__Records__
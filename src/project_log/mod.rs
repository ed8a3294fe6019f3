// streak-rs: Git Backup Streak Keeper
//
// SPDX-FileCopyrightText: 2026 Romeo Ahmed
// SPDX-License-Identifier: GPL-3.0-or-later

//! Per-project YAML backup log.
//!
//! ```text
//! logs/<project>-backup.yaml
//!
//! backup_logs:
//! - timestamp: 2026-10-18 09:00:01
//!   type: INFO
//!   project: dotfiles
//!   message: Successfully pushed to remote
//! ```
//!
//! Each write rewrites the whole document. A document from a previous day is
//! discarded on the next write, so a file only ever holds one day of entries.
//! Which date counts is decided by [`RolloverKey`]: the file's modification
//! time (default) or the newest entry's timestamp.

use chrono::{DateTime, Local, NaiveDate, NaiveDateTime};
use serde::{Deserialize, Serialize};
use std::io::Write;
use std::path::{Path, PathBuf};
use tracing::debug;

use crate::config::types::RolloverKey;
use crate::error::{LogError, StreakResult};

/// Timestamp layout for entries and commit messages.
pub const TIMESTAMP_FORMAT: &str = "%Y-%m-%d %H:%M:%S";

/// Format a local time with [`TIMESTAMP_FORMAT`].
#[must_use]
pub fn format_timestamp(time: &DateTime<Local>) -> String {
    time.format(TIMESTAMP_FORMAT).to_string()
}

/// Severity of a log entry.
#[derive(Debug, Clone, Copy, PartialEq, Eq, Serialize, Deserialize)]
#[serde(rename_all = "UPPERCASE")]
pub enum EntryKind {
    Info,
    Error,
}

impl std::fmt::Display for EntryKind {
    fn fmt(&self, f: &mut std::fmt::Formatter<'_>) -> std::fmt::Result {
        f.pad(match self {
            Self::Info => "INFO",
            Self::Error => "ERROR",
        })
    }
}

#[derive(Debug, Clone, PartialEq, Eq, Serialize, Deserialize)]
pub struct LogEntry {
    pub timestamp: String,
    #[serde(rename = "type")]
    pub kind: EntryKind,
    pub project: String,
    pub message: String,
}

#[derive(Debug, Default, Serialize, Deserialize)]
struct LogDocument {
    #[serde(default)]
    backup_logs: Vec<LogEntry>,
}

/// Writer for the per-project logs in one directory.
#[derive(Debug, Clone)]
pub struct ProjectLog {
    dir: PathBuf,
    rollover: RolloverKey,
}

impl ProjectLog {
    #[must_use]
    pub fn new(dir: impl Into<PathBuf>, rollover: RolloverKey) -> Self {
        Self {
            dir: dir.into(),
            rollover,
        }
    }

    #[must_use]
    pub fn dir(&self) -> &Path {
        &self.dir
    }

    #[must_use]
    pub fn path_for(&self, project: &str) -> PathBuf {
        self.dir.join(format!("{project}-backup.yaml"))
    }

    /// Append an entry stamped with the current local time.
    ///
    /// # Errors
    ///
    /// Returns a `LogError` if the log cannot be written.
    pub fn write(&self, project: &str, message: &str, kind: EntryKind) -> StreakResult<()> {
        self.write_at(project, message, kind, Local::now())
    }

    /// Append an entry as of `now`, starting a fresh document when the
    /// existing one belongs to another day.
    ///
    /// # Errors
    ///
    /// Returns a `LogError` if the existing log cannot be inspected or the
    /// new document cannot be written.
    pub fn write_at(
        &self,
        project: &str,
        message: &str,
        kind: EntryKind,
        now: DateTime<Local>,
    ) -> StreakResult<()> {
        let path = self.path_for(project);
        let today = now.date_naive();

        let current = match self.rollover {
            RolloverKey::Modified if modified_on(&path, today)? => load(&path)?,
            RolloverKey::Modified => None,
            RolloverKey::LastEntry => {
                load(&path)?.filter(|document| last_entry_on(document, today))
            }
        };
        if current.is_none() && path.exists() {
            debug!(project, path = %path.display(), "starting new day log");
        }
        let mut document = current.unwrap_or_default();

        document.backup_logs.push(LogEntry {
            timestamp: format_timestamp(&now),
            kind,
            project: project.to_string(),
            message: message.to_string(),
        });

        self.store(&path, &document)
    }

    /// Entries currently stored for `project`, oldest first.
    ///
    /// # Errors
    ///
    /// Returns a `LogError` if the log exists but cannot be read.
    pub fn entries(&self, project: &str) -> StreakResult<Vec<LogEntry>> {
        Ok(load(&self.path_for(project))?
            .map(|document| document.backup_logs)
            .unwrap_or_default())
    }

    /// Replace the file through a temp file in the same directory.
    fn store(&self, path: &Path, document: &LogDocument) -> StreakResult<()> {
        let write_err = |source: std::io::Error| LogError::Write {
            path: path.display().to_string(),
            source,
        };

        std::fs::create_dir_all(&self.dir).map_err(write_err)?;
        let text = serde_yaml::to_string(document).map_err(|source| LogError::Serialize {
            path: path.display().to_string(),
            source,
        })?;

        let mut file = tempfile::NamedTempFile::new_in(&self.dir).map_err(write_err)?;
        file.write_all(text.as_bytes()).map_err(write_err)?;
        file.persist(path).map_err(|e| write_err(e.error))?;
        Ok(())
    }
}

/// `None` when the file is absent; undecodable content loads as empty.
fn load(path: &Path) -> StreakResult<Option<LogDocument>> {
    if !path.exists() {
        return Ok(None);
    }
    let bytes = std::fs::read(path).map_err(|source| LogError::Read {
        path: path.display().to_string(),
        source,
    })?;
    let document = serde_yaml::from_slice(&bytes).unwrap_or_else(|e| {
        debug!(path = %path.display(), error = %e, "unreadable log, starting empty");
        LogDocument::default()
    });
    Ok(Some(document))
}

/// True if the file exists and was last modified on `day`.
fn modified_on(path: &Path, day: NaiveDate) -> StreakResult<bool> {
    if !path.exists() {
        return Ok(false);
    }
    let modified = std::fs::metadata(path)
        .and_then(|meta| meta.modified())
        .map_err(|source| LogError::Read {
            path: path.display().to_string(),
            source,
        })?;
    Ok(DateTime::<Local>::from(modified).date_naive() == day)
}

/// True if the newest entry was written on `day`; an empty log counts as
/// current and an unparseable timestamp as stale.
fn last_entry_on(document: &LogDocument, day: NaiveDate) -> bool {
    document.backup_logs.last().is_none_or(|entry| {
        NaiveDateTime::parse_from_str(&entry.timestamp, TIMESTAMP_FORMAT)
            .is_ok_and(|stamp| stamp.date() == day)
    })
}

#[cfg(test)]
mod tests;
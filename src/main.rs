// streak-rs: Git Backup Streak Keeper
//
// SPDX-FileCopyrightText: 2026 Romeo Ahmed
// SPDX-License-Identifier: GPL-3.0-or-later

//! Entry point.
//!
//! ```text
//! cli::parse() --> Logging --> Config --> Command Dispatch
//!   Run (default) | List | Log | Options | Inis | Version
//! ```

use std::process::ExitCode;

use streak_rs::cli::args::RunArgs;
use streak_rs::cli::global::GlobalOptions;
use streak_rs::cli::{self, Command};
use streak_rs::cmd::config::{run_inis_command, run_options_command};
use streak_rs::cmd::list::run_list_command;
use streak_rs::cmd::log::run_log_command;
use streak_rs::cmd::run::run_backup_command;
use streak_rs::config::loader::ConfigLoader;
use streak_rs::config::{Config, DEFAULT_CONFIG_FILE};
use streak_rs::logging::init_logging;
use streak_rs::logging::{LogConfig, LogLevel};

use mimalloc::MiMalloc;

#[global_allocator]
static GLOBAL: MiMalloc = MiMalloc;

/// Prefix of environment variables read as configuration.
const ENV_PREFIX: &str = "STREAK";

fn main() -> ExitCode {
    let cli = cli::parse();

    let log_config = build_log_config(&cli.global);
    let _log_guard = match init_logging(&log_config) {
        Ok(guard) => guard,
        Err(e) => {
            eprintln!("Failed to initialize logging: {e}");
            return ExitCode::FAILURE;
        }
    };

    dispatch_command(&cli)
}

fn build_log_config(global: &GlobalOptions) -> LogConfig {
    let console_level = global
        .log_level
        .and_then(LogLevel::from_u8)
        .unwrap_or(LogLevel::INFO);

    let file_level = global
        .file_log_level
        .and_then(LogLevel::from_u8)
        .unwrap_or(console_level);

    LogConfig::builder()
        .with_console_level(console_level)
        .with_file_level(file_level)
        .maybe_with_log_file(global.log_file.as_ref().map(|p| p.display().to_string()))
        .with_file_format(global.log_format)
        .build()
}

fn dispatch_command(cli: &cli::Cli) -> ExitCode {
    let result = match &cli.command {
        Some(Command::Version) => {
            handle_version_command();
            Ok(())
        }
        Some(Command::Options) => {
            load_config(&cli.global).map(|config| run_options_command(&config))
        }
        Some(Command::Inis) => build_config_loader(&cli.global)
            .map(|loader| run_inis_command(&loader.format_loaded_files())),
        Some(Command::List(args)) => {
            load_config(&cli.global).and_then(|config| run_list_command(args, &config))
        }
        Some(Command::Log(args)) => {
            load_config(&cli.global).and_then(|config| run_log_command(args, &config))
        }
        Some(Command::Run(args)) => {
            load_config(&cli.global).and_then(|config| run_backup_command(args, &config))
        }
        None => load_config(&cli.global)
            .and_then(|config| run_backup_command(&RunArgs::default(), &config)),
    };

    match result {
        Ok(()) => ExitCode::SUCCESS,
        Err(e) => {
            eprintln!("Error: {e:#}");
            ExitCode::FAILURE
        }
    }
}

fn handle_version_command() {
    println!("{}", env!("CARGO_PKG_VERSION"));
}

fn build_config_loader(global: &GlobalOptions) -> streak_rs::error::Result<ConfigLoader> {
    let mut loader = ConfigLoader::new().add_toml_file_optional(DEFAULT_CONFIG_FILE);
    for ini_path in &global.inis {
        loader = loader.add_toml_file(ini_path);
    }
    loader = loader.with_env_prefix(ENV_PREFIX);
    for (key, value) in global.to_config_overrides() {
        loader = loader.set(key, value)?;
    }
    Ok(loader)
}

fn load_config(global: &GlobalOptions) -> streak_rs::error::Result<Config> {
    build_config_loader(global)?.build()
}
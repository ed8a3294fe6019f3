// streak-rs: Git Backup Streak Keeper
//
// SPDX-FileCopyrightText: 2026 Romeo Ahmed
// SPDX-License-Identifier: GPL-3.0-or-later

//! Git operations module.
//!
//! ```text
//!   discovery.rs   query.rs     cmd.rs
//!   projects       changes      commit outcome
//!        \            |            /
//!         v           v           v
//!      ,-------------------------------,
//!      |        backend (traits)       |
//!      |  GitQuery      GitMutation    |
//!      '---------------+---------------'
//!                      |
//!                      v
//!                ShellBackend
//!             status / add / commit / push
//! ```

pub mod backend;
pub mod cmd;
pub mod discovery;
pub mod query;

__Try it__
Which lines above include the word "PartialEq"? Pick them out and copy them.

__Answer space__
#[derive(Debug, Clone, Copy, PartialEq, Eq, Serialize, Deserialize)]
#[derive(Debug, Clone, PartialEq, Eq, Serialize, Deserialize)]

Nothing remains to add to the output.